(Stored items)
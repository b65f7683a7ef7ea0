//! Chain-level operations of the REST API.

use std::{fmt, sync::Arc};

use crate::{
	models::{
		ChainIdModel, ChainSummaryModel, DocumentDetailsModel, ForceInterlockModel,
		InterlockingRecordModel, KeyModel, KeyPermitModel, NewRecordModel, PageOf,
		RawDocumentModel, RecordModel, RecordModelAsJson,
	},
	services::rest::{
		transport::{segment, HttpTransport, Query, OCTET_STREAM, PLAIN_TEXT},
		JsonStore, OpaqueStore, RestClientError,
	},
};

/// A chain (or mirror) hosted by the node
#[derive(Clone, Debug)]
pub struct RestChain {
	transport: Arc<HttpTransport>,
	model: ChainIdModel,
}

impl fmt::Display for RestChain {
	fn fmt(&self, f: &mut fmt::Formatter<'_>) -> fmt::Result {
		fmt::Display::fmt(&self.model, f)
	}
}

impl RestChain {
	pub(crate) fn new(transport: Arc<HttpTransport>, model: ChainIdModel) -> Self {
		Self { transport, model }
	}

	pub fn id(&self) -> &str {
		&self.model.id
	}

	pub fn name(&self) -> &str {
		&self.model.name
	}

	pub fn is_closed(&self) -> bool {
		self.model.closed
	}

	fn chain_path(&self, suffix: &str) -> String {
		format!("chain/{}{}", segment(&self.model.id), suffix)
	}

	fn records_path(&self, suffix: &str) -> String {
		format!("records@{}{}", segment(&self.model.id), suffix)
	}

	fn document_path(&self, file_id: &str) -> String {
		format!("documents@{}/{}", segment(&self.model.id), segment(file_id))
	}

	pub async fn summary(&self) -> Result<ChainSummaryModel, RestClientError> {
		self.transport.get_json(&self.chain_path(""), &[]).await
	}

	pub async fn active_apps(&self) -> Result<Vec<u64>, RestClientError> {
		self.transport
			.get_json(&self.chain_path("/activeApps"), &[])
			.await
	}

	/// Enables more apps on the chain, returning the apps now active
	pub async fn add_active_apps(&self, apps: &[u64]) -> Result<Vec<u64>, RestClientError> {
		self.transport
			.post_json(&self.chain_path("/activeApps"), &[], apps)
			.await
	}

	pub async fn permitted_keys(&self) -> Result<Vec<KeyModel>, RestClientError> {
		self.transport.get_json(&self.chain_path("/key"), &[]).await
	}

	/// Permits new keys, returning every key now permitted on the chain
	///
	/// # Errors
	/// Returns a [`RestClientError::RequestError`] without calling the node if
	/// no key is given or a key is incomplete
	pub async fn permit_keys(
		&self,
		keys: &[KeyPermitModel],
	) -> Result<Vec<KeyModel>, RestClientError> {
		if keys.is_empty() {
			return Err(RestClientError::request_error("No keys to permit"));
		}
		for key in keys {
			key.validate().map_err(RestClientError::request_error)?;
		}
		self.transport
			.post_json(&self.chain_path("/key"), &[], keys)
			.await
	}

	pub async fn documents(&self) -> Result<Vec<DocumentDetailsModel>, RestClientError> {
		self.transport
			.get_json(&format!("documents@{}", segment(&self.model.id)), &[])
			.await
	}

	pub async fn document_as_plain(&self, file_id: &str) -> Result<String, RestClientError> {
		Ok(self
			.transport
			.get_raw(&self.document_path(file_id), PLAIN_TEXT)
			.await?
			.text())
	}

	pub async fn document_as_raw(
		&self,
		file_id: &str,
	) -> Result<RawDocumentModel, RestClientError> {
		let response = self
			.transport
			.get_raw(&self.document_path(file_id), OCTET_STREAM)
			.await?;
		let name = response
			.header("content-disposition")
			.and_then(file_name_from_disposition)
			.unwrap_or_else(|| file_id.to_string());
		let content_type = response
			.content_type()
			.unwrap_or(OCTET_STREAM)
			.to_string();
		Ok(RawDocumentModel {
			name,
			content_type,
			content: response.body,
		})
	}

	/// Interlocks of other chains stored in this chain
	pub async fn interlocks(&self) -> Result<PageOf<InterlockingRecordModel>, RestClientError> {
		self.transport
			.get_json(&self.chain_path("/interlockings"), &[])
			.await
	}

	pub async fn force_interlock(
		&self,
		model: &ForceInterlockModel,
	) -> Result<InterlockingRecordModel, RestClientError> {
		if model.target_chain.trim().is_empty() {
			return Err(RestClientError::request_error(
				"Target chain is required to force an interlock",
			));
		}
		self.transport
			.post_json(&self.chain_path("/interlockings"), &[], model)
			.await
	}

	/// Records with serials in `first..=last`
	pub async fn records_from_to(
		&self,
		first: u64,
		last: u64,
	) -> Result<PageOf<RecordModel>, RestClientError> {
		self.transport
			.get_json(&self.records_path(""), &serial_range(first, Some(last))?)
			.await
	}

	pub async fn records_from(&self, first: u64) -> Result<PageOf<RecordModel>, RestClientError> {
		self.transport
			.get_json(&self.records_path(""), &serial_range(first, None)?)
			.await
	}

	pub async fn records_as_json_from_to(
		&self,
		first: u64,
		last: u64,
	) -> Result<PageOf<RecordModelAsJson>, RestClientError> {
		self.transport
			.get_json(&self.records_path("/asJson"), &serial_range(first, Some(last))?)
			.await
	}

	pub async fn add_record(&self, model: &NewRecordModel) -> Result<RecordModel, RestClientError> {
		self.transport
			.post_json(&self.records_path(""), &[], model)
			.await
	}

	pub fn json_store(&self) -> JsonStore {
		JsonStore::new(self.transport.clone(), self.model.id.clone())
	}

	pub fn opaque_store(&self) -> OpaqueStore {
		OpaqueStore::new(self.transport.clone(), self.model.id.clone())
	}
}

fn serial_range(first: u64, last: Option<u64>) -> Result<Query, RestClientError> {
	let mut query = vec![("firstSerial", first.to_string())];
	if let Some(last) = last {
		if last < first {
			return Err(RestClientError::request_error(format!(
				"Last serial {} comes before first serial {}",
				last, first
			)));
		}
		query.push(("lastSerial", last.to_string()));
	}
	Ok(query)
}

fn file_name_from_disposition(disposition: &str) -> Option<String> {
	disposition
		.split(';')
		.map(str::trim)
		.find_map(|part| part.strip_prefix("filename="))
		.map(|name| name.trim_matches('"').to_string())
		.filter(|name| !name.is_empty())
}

What to work on: Scan the records above and show every line in which the word "suffix" occurs.

Task response:
	fn chain_path(&self, suffix: &str) -> String {
		format!("chain/{}{}", segment(&self.model.id), suffix)
	fn records_path(&self, suffix: &str) -> String {
		format!("records@{}{}", segment(&self.model.id), suffix)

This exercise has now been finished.